В «Черном монахе» личность Коврина также слишком тесно связана с творческой свободой. Пока Коврин видит монаха, он чувствует свою силу и творческие возможности; когда же он излечивается от видений, его ум становится притупленным, а жизнь – обыденной. В XIX веке проблему творчества и творческой свободы рассматривали такие русские философы, как В. С. Соловьев, П. Я. Чаадаев, П. В. Флоренский, А. С. Хомяков и Н. А. Бердяев; в XX веке к ней обращался Ю. М. Лотман. Так, в эссе «Риторика» (1981) Лотман говорит о двух силах, действующих при построении культуры: «в рамках одного сознания наличествует как бы два сознания» [Лотман 1998: 406]. При этом «одно оперирует дискретной системой кодирования и образует тексты, складывающиеся как линейные цепочки соединенных сегментов» [Там же]. Во втором случае текст первичен и, не будучи организован ни линейной, ни временной последовательностью, представляет собой сложную картину, складывающуюся в живое смыслообразующее целое, подобно ритуальному действу или театральному представлению.

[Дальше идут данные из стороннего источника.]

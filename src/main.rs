use jobflow::{run_demo, AppConfig, AppError, Backend, DemoReport};
use jobflow_core::JobEngine;
use jobflow_persistence::{build_dev_pool_from_env, pg_engine};
use log::{error, info};

fn run() -> Result<DemoReport, AppError> {
    let cfg = AppConfig::from_env()?;
    info!("backend seleccionado: {:?}", cfg.backend);
    match cfg.backend {
        Backend::Memory => run_demo(&JobEngine::in_memory()),
        Backend::Postgres => {
            let pool = build_dev_pool_from_env()?;
            run_demo(&pg_engine(pool))
        }
    }
}

fn main() {
    env_logger::init();
    match run() {
        Ok(report) => match serde_json::to_string_pretty(&report) {
            Ok(text) => println!("{text}"),
            Err(e) => {
                error!("no se pudo serializar el reporte: {e}");
                std::process::exit(1);
            }
        },
        Err(e) => {
            error!("{e}");
            eprintln!("jobflow-demo: {e}");
            std::process::exit(e.exit_code());
        }
    }
}
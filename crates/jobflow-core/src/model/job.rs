//! Máquina de estados de un job.
//!
//! Transiciones válidas:
//! - `NotStarted` -> `Started` (start, índice 0)
//! - `Started` -> `Started` (GO_TO_STEP n)
//! - `Started` -> `Finished` (END_JOB)
//!
//! Los métodos de este módulo son puros respecto al almacenamiento: mutan el
//! `Job` en memoria y el `JobEngine` decide cuándo persistir.
use std::collections::BTreeMap;

use chrono::{DateTime, Utc};
use serde::{Deserialize, Serialize};
use serde_json::Value;

use super::{Action, BlueprintId, ExecutionTable, JobId, TransitionEntry};
use crate::errors::{InvalidTransition, JobflowError, Missing};

#[derive(Debug, Clone, Copy, PartialEq, Eq, Hash, Serialize, Deserialize)]
pub enum JobState {
    #[serde(rename = "NS")] NotStarted,
    #[serde(rename = "S")] Started,
    #[serde(rename = "F")] Finished,
}

impl JobState {
    /// Código corto usado en la columna `jobs.state`.
    pub fn code(&self) -> &'static str {
        match self {
            Self::NotStarted => "NS",
            Self::Started => "S",
            Self::Finished => "F",
        }
    }

    pub fn from_code(code: &str) -> Option<Self> {
        match code {
            "NS" => Some(Self::NotStarted),
            "S" => Some(Self::Started),
            "F" => Some(Self::Finished),
            _ => None,
        }
    }
}

/// Resultado observable de un accept/reject.
#[derive(Debug, Clone, Copy, PartialEq, Eq)]
pub enum Transition {
    Moved { from: usize, to: usize },
    Finished { from: usize },
}

/// Qué acción de la entrada actual se aplica.
#[derive(Debug, Clone, Copy, PartialEq, Eq)]
pub enum Decision {
    Accept,
    Reject,
}

#[derive(Debug, Clone, PartialEq, Serialize, Deserialize)]
pub struct Job {
    pub id: JobId,
    pub blueprint_id: BlueprintId,
    pub current_execution_step: Option<usize>,
    pub state: JobState,
    /// Payload por índice de step; serializa con claves string.
    pub data: BTreeMap<usize, Value>,
    /// Versión para control optimista; la incrementa el repositorio en cada save.
    pub version: i64,
    pub updated_at: DateTime<Utc>,
}

impl Job {
    pub fn new(blueprint_id: BlueprintId) -> Self {
        Self { id: JobId::new(),
               blueprint_id,
               current_execution_step: None,
               state: JobState::NotStarted,
               data: BTreeMap::new(),
               version: 0,
               updated_at: Utc::now() }
    }

    pub fn is_finished(&self) -> bool {
        self.state == JobState::Finished
    }

    /// Comprueba la coherencia estado/índice (p.ej. al leer de un backend).
    pub fn check_invariants(&self) -> Result<(), String> {
        match (self.state, self.current_execution_step) {
            (JobState::NotStarted, None) | (JobState::Finished, None) | (JobState::Started, Some(_)) => Ok(()),
            (state, idx) => Err(format!("job {} has state {:?} with index {:?}", self.id, state, idx)),
        }
    }

    pub fn start(&mut self, table: &ExecutionTable) -> Result<(), JobflowError> {
        match self.state {
            JobState::NotStarted => {}
            JobState::Started => return Err(InvalidTransition::AlreadyStarted.into()),
            JobState::Finished => return Err(JobflowError::AlreadyFinished(self.id)),
        }
        if !table.contains(0) {
            return Err(InvalidTransition::BlueprintNotDefined.into());
        }
        self.state = JobState::Started;
        self.current_execution_step = Some(0);
        Ok(())
    }

    /// Entrada de la tabla para el índice actual.
    pub fn current_entry<'t>(&self, table: &'t ExecutionTable) -> Result<&'t TransitionEntry, JobflowError> {
        let index = self.current_execution_step
                        .ok_or(Missing::CurrentStep(self.id))?;
        table.entry(index)
             .ok_or_else(|| Missing::Entry { index }.into())
    }

    pub fn accept(&mut self, table: &ExecutionTable) -> Result<Transition, JobflowError> {
        self.advance(table, Decision::Accept)
    }

    pub fn reject(&mut self, table: &ExecutionTable) -> Result<Transition, JobflowError> {
        self.advance(table, Decision::Reject)
    }

    fn advance(&mut self, table: &ExecutionTable, decision: Decision) -> Result<Transition, JobflowError> {
        // Guardia terminal primero: un job terminado no se toca.
        if self.is_finished() {
            return Err(JobflowError::AlreadyFinished(self.id));
        }
        let from = match (self.state, self.current_execution_step) {
            (JobState::Started, Some(index)) => index,
            _ => return Err(InvalidTransition::NotStarted.into()),
        };
        let entry = self.current_entry(table)?;
        let action = match decision {
            Decision::Accept => entry.accept,
            Decision::Reject => entry.reject
                                     .ok_or(InvalidTransition::NoRejectAction { index: from })?,
        };
        match action {
            Action::GoToStep(target) => {
                if !table.contains(target) {
                    return Err(InvalidTransition::TargetOutOfRange { from, target }.into());
                }
                self.current_execution_step = Some(target);
                Ok(Transition::Moved { from, to: target })
            }
            Action::EndJob => {
                self.state = JobState::Finished;
                self.current_execution_step = None;
                Ok(Transition::Finished { from })
            }
        }
    }

    pub fn data_for_step(&self, index: usize) -> Result<&Value, JobflowError> {
        self.data
            .get(&index)
            .ok_or_else(|| Missing::Data { index }.into())
    }

    /// Sobrescribe el payload del índice. No exige que el step se haya visitado.
    pub fn set_data_for_step(&mut self, index: usize, payload: Value) {
        self.data.insert(index, payload);
    }
}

Таким образом, для Мамардашвили «Черный монах» служил ярким примером для трактовки творческой силы человеческого разума с точки зрения сознания, а также примером хрупкости самого разума и гениальности, на которую он способен. Коллизия между дискретным и целым, о которой писал Лотман, более конкретно проявилась как столкновение между объяснимым и непознаваемым, между построением философской теории сознания и тем непостижимым «чем-то другим», которое делает человеческое сознание таким необычным и таким таинственным как для философии, так и для естественных наук.
Мамардашвили, по сути, отвергал физикалистское понимание сознания в политическом и культурном контекстах, продиктованное физикализмом и материализмом, господствовавшими в его время. Его тонкие возражения имеют два аспекта. Во-первых, «я» действительно обладает автономией от социальных сил; во-вторых, именно эта автономия мышления составляет основу нашей человеческой природы. К кому тут обратиться, как не к отцу современной нравственной автономии, И. Канту. В «Кантианских вариациях» Мамардашвили объяснял смысл кантовского выражения «с толком сумасшествовать» как оперирование «немыслимостями особого рода» [Мамардашвили 2002: 163]. По мнению Мамардашвили, для Канта в понятии безумия содержалась неизбежная антиномия человеческого существования: мы – мыслящие, чувствующие и самоуправляемые существа, живущие в мире, который мы не можем полностью постичь, обладающие ноуменальными «я», которые существуют вне времени и природы и управляются правилами, которые мы до конца не понимаем, – то самое чувство, которое Кант выразил в «Критике практического разума» как удивление, которое вызывает «звездное небо надо мной и моральный закон во мне» [Кант 1965: 498]. Безумие может быть разумной реакцией на непознаваемое либо просто одним из состояний человеческого существования. Для Мамардашвили безумие являлось состоянием человека, застигнутого неизбежной парадоксальностью сознательного опыта.